WHAT THE TASK ASKS:
Give back all of the data verbatim.

+--

//! Shared test utilities for authorization testing.
//!
//! A deterministic test issuer (Ed25519 keypair, JWK set, token signing)
//! and a canned [`MetadataFetcher`], plus assertion macros. Feature-gated
//! behind `testutil` to prevent leaking into production builds.

use std::{
    sync::atomic::{AtomicU64, Ordering},
    time::Duration,
};

use async_trait::async_trait;
use base64::{Engine, engine::general_purpose::URL_SAFE_NO_PAD};
use ed25519_dalek::{Signer, SigningKey};
use jsonwebtoken::jwk::JwkSet;
use parking_lot::Mutex;
use rand_core::OsRng;
use url::Url;

use crate::{
    discovery::{IssuerMetadata, MetadataFetcher},
    error::BoxError,
    token::ACCESS_TOKEN_TYPE,
};

/// A self-contained OAuth2 issuer for tests: Ed25519 keypair, well-known
/// URLs, and token signing.
pub struct TestIssuer {
    signing_key: SigningKey,
    /// Key id published in the JWK set.
    pub kid: String,
    /// Issuer identifier matching [`config_url`](Self::config_url).
    pub issuer: String,
    /// Well-known metadata URL.
    pub config_url: Url,
    /// JWK set URL named in the metadata document.
    pub jwks_uri: Url,
}

impl TestIssuer {
    /// Creates an issuer at `https://as.example.com` with a fresh keypair.
    #[must_use]
    pub fn new() -> Self {
        Self {
            signing_key: SigningKey::generate(&mut OsRng),
            kid: "test-key-1".into(),
            issuer: "https://as.example.com".into(),
            config_url: "https://as.example.com/.well-known/oauth-authorization-server"
                .parse()
                .expect("static url"),
            jwks_uri: "https://as.example.com/jwks".parse().expect("static url"),
        }
    }

    /// The RFC 8414 metadata document this issuer serves.
    #[must_use]
    pub fn metadata(&self) -> IssuerMetadata {
        IssuerMetadata { issuer: self.issuer.clone(), jwks_uri: self.jwks_uri.clone() }
    }

    /// The issuer's published JWK set (one Ed25519 key).
    #[must_use]
    pub fn jwk_set(&self) -> JwkSet {
        let x = URL_SAFE_NO_PAD.encode(self.signing_key.verifying_key().to_bytes());
        serde_json::from_value(serde_json::json!({
            "keys": [{
                "kty": "OKP",
                "crv": "Ed25519",
                "x": x,
                "kid": self.kid,
                "alg": "EdDSA",
                "use": "sig",
            }]
        }))
        .expect("valid JWK set")
    }

    /// Signs a token with an explicit header and claims, for tampering
    /// tests.
    #[must_use]
    pub fn sign_custom(&self, header: &serde_json::Value, claims: &serde_json::Value) -> String {
        let header = URL_SAFE_NO_PAD.encode(serde_json::to_vec(header).expect("header json"));
        let claims = URL_SAFE_NO_PAD.encode(serde_json::to_vec(claims).expect("claims json"));
        let message = format!("{header}.{claims}");
        let signature = URL_SAFE_NO_PAD.encode(self.signing_key.sign(message.as_bytes()).to_bytes());
        format!("{message}.{signature}")
    }

    /// Signs a well-formed access token for `audience` with the given scope,
    /// valid for five minutes.
    #[must_use]
    pub fn access_token(&self, audience: &str, scope: &str) -> String {
        let now = chrono::Utc::now().timestamp();
        self.sign_custom(
            &self.access_token_header(),
            &serde_json::json!({
                "iss": self.issuer,
                "aud": audience,
                "sub": "did:example:token-subject",
                "iat": now,
                "exp": now + 300,
                "scope": scope,
            }),
        )
    }

    /// The header a well-formed access token carries.
    #[must_use]
    pub fn access_token_header(&self) -> serde_json::Value {
        serde_json::json!({
            "alg": "EdDSA",
            "typ": ACCESS_TOKEN_TYPE,
            "kid": self.kid,
        })
    }
}

impl Default for TestIssuer {
    fn default() -> Self {
        Self::new()
    }
}

/// Canned [`MetadataFetcher`] serving one issuer, with fetch counters and
/// switchable failure.
pub struct StaticMetadataFetcher {
    metadata: Mutex<IssuerMetadata>,
    jwks: JwkSet,
    delay: Mutex<Duration>,
    fail: Mutex<bool>,
    metadata_fetches: AtomicU64,
    jwks_fetches: AtomicU64,
}

impl StaticMetadataFetcher {
    /// Builds a fetcher serving the given issuer's documents.
    #[must_use]
    pub fn for_issuer(issuer: &TestIssuer) -> Self {
        Self {
            metadata: Mutex::new(issuer.metadata()),
            jwks: issuer.jwk_set(),
            delay: Mutex::new(Duration::ZERO),
            fail: Mutex::new(false),
            metadata_fetches: AtomicU64::new(0),
            jwks_fetches: AtomicU64::new(0),
        }
    }

    /// Overrides the served `issuer` field, for mismatch tests.
    pub fn set_issuer(&self, issuer: impl Into<String>) {
        self.metadata.lock().issuer = issuer.into();
    }

    /// Adds an artificial delay to every fetch, widening race windows.
    pub fn set_delay(&self, delay: Duration) {
        *self.delay.lock() = delay;
    }

    /// Arms or disarms fetch failure.
    pub fn set_fail(&self, fail: bool) {
        *self.fail.lock() = fail;
    }

    /// Number of metadata-document fetches served.
    #[must_use]
    pub fn metadata_fetches(&self) -> u64 {
        self.metadata_fetches.load(Ordering::SeqCst)
    }

    /// Number of JWK-set fetches served.
    #[must_use]
    pub fn jwks_fetches(&self) -> u64 {
        self.jwks_fetches.load(Ordering::SeqCst)
    }

    async fn gate(&self) -> Result<(), BoxError> {
        let delay = *self.delay.lock();
        if !delay.is_zero() {
            tokio::time::sleep(delay).await;
        }
        if *self.fail.lock() {
            return Err(std::sync::Arc::new(std::io::Error::other("injected fetch failure")));
        }
        Ok(())
    }
}

#[async_trait]
impl MetadataFetcher for StaticMetadataFetcher {
    async fn fetch_metadata(&self, _url: &Url) -> Result<IssuerMetadata, BoxError> {
        self.metadata_fetches.fetch_add(1, Ordering::SeqCst);
        self.gate().await?;
        Ok(self.metadata.lock().clone())
    }

    async fn fetch_jwks(&self, _url: &Url) -> Result<JwkSet, BoxError> {
        self.jwks_fetches.fetch_add(1, Ordering::SeqCst);
        self.gate().await?;
        Ok(self.jwks.clone())
    }
}

/// Asserts that a result is an `Err(AuthzError::NotAllowed)` carrying the
/// given [`DenialCode`](crate::DenialCode) variant.
#[macro_export]
macro_rules! assert_denied {
    ($result:expr, $code:ident) => {
        match &$result {
            Err($crate::AuthzError::NotAllowed { denial, .. }) => assert_eq!(
                denial.code,
                $crate::DenialCode::$code,
                "expected denial code {}, got: {:?}",
                stringify!($code),
                denial,
            ),
            other => panic!(
                "expected NotAllowed with code {}, got: {:?}",
                stringify!($code),
                other,
            ),
        }
    };
}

+--

ANSWER TO THIS TASK:
//! Shared test utilities for authorization testing.
//!
//! A deterministic test issuer (Ed25519 keypair, JWK set, token signing)
//! and a canned [`MetadataFetcher`], plus assertion macros. Feature-gated
//! behind `testutil` to prevent leaking into production builds.

use std::{
    sync::atomic::{AtomicU64, Ordering},
    time::Duration,
};

use async_trait::async_trait;
use base64::{Engine, engine::general_purpose::URL_SAFE_NO_PAD};
use ed25519_dalek::{Signer, SigningKey};
use jsonwebtoken::jwk::JwkSet;
use parking_lot::Mutex;
use rand_core::OsRng;
use url::Url;

use crate::{
    discovery::{IssuerMetadata, MetadataFetcher},
    error::BoxError,
    token::ACCESS_TOKEN_TYPE,
};

/// A self-contained OAuth2 issuer for tests: Ed25519 keypair, well-known
/// URLs, and token signing.
pub struct TestIssuer {
    signing_key: SigningKey,
    /// Key id published in the JWK set.
    pub kid: String,
    /// Issuer identifier matching [`config_url`](Self::config_url).
    pub issuer: String,
    /// Well-known metadata URL.
    pub config_url: Url,
    /// JWK set URL named in the metadata document.
    pub jwks_uri: Url,
}

impl TestIssuer {
    /// Creates an issuer at `https://as.example.com` with a fresh keypair.
    #[must_use]
    pub fn new() -> Self {
        Self {
            signing_key: SigningKey::generate(&mut OsRng),
            kid: "test-key-1".into(),
            issuer: "https://as.example.com".into(),
            config_url: "https://as.example.com/.well-known/oauth-authorization-server"
                .parse()
                .expect("static url"),
            jwks_uri: "https://as.example.com/jwks".parse().expect("static url"),
        }
    }

    /// The RFC 8414 metadata document this issuer serves.
    #[must_use]
    pub fn metadata(&self) -> IssuerMetadata {
        IssuerMetadata { issuer: self.issuer.clone(), jwks_uri: self.jwks_uri.clone() }
    }

    /// The issuer's published JWK set (one Ed25519 key).
    #[must_use]
    pub fn jwk_set(&self) -> JwkSet {
        let x = URL_SAFE_NO_PAD.encode(self.signing_key.verifying_key().to_bytes());
        serde_json::from_value(serde_json::json!({
            "keys": [{
                "kty": "OKP",
                "crv": "Ed25519",
                "x": x,
                "kid": self.kid,
                "alg": "EdDSA",
                "use": "sig",
            }]
        }))
        .expect("valid JWK set")
    }

    /// Signs a token with an explicit header and claims, for tampering
    /// tests.
    #[must_use]
    pub fn sign_custom(&self, header: &serde_json::Value, claims: &serde_json::Value) -> String {
        let header = URL_SAFE_NO_PAD.encode(serde_json::to_vec(header).expect("header json"));
        let claims = URL_SAFE_NO_PAD.encode(serde_json::to_vec(claims).expect("claims json"));
        let message = format!("{header}.{claims}");
        let signature = URL_SAFE_NO_PAD.encode(self.signing_key.sign(message.as_bytes()).to_bytes());
        format!("{message}.{signature}")
    }

    /// Signs a well-formed access token for `audience` with the given scope,
    /// valid for five minutes.
    #[must_use]
    pub fn access_token(&self, audience: &str, scope: &str) -> String {
        let now = chrono::Utc::now().timestamp();
        self.sign_custom(
            &self.access_token_header(),
            &serde_json::json!({
                "iss": self.issuer,
                "aud": audience,
                "sub": "did:example:token-subject",
                "iat": now,
                "exp": now + 300,
                "scope": scope,
            }),
        )
    }

    /// The header a well-formed access token carries.
    #[must_use]
    pub fn access_token_header(&self) -> serde_json::Value {
        serde_json::json!({
            "alg": "EdDSA",
            "typ": ACCESS_TOKEN_TYPE,
            "kid": self.kid,
        })
    }
}

impl Default for TestIssuer {
    fn default() -> Self {
        Self::new()
    }
}

/// Canned [`MetadataFetcher`] serving one issuer, with fetch counters and
/// switchable failure.
pub struct StaticMetadataFetcher {
    metadata: Mutex<IssuerMetadata>,
    jwks: JwkSet,
    delay: Mutex<Duration>,
    fail: Mutex<bool>,
    metadata_fetches: AtomicU64,
    jwks_fetches: AtomicU64,
}

impl StaticMetadataFetcher {
    /// Builds a fetcher serving the given issuer's documents.
    #[must_use]
    pub fn for_issuer(issuer: &TestIssuer) -> Self {
        Self {
            metadata: Mutex::new(issuer.metadata()),
            jwks: issuer.jwk_set(),
            delay: Mutex::new(Duration::ZERO),
            fail: Mutex::new(false),
            metadata_fetches: AtomicU64::new(0),
            jwks_fetches: AtomicU64::new(0),
        }
    }

    /// Overrides the served `issuer` field, for mismatch tests.
    pub fn set_issuer(&self, issuer: impl Into<String>) {
        self.metadata.lock().issuer = issuer.into();
    }

    /// Adds an artificial delay to every fetch, widening race windows.
    pub fn set_delay(&self, delay: Duration) {
        *self.delay.lock() = delay;
    }

    /// Arms or disarms fetch failure.
    pub fn set_fail(&self, fail: bool) {
        *self.fail.lock() = fail;
    }

    /// Number of metadata-document fetches served.
    #[must_use]
    pub fn metadata_fetches(&self) -> u64 {
        self.metadata_fetches.load(Ordering::SeqCst)
    }

    /// Number of JWK-set fetches served.
    #[must_use]
    pub fn jwks_fetches(&self) -> u64 {
        self.jwks_fetches.load(Ordering::SeqCst)
    }

    async fn gate(&self) -> Result<(), BoxError> {
        let delay = *self.delay.lock();
        if !delay.is_zero() {
            tokio::time::sleep(delay).await;
        }
        if *self.fail.lock() {
            return Err(std::sync::Arc::new(std::io::Error::other("injected fetch failure")));
        }
        Ok(())
    }
}

#[async_trait]
impl MetadataFetcher for StaticMetadataFetcher {
    async fn fetch_metadata(&self, _url: &Url) -> Result<IssuerMetadata, BoxError> {
        self.metadata_fetches.fetch_add(1, Ordering::SeqCst);
        self.gate().await?;
        Ok(self.metadata.lock().clone())
    }

    async fn fetch_jwks(&self, _url: &Url) -> Result<JwkSet, BoxError> {
        self.jwks_fetches.fetch_add(1, Ordering::SeqCst);
        self.gate().await?;
        Ok(self.jwks.clone())
    }
}

/// Asserts that a result is an `Err(AuthzError::NotAllowed)` carrying the
/// given [`DenialCode`](crate::DenialCode) variant.
#[macro_export]
macro_rules! assert_denied {
    ($result:expr, $code:ident) => {
        match &$result {
            Err($crate::AuthzError::NotAllowed { denial, .. }) => assert_eq!(
                denial.code,
                $crate::DenialCode::$code,
                "expected denial code {}, got: {:?}",
                stringify!($code),
                denial,
            ),
            other => panic!(
                "expected NotAllowed with code {}, got: {:?}",
                stringify!($code),
                other,
            ),
        }
    };
}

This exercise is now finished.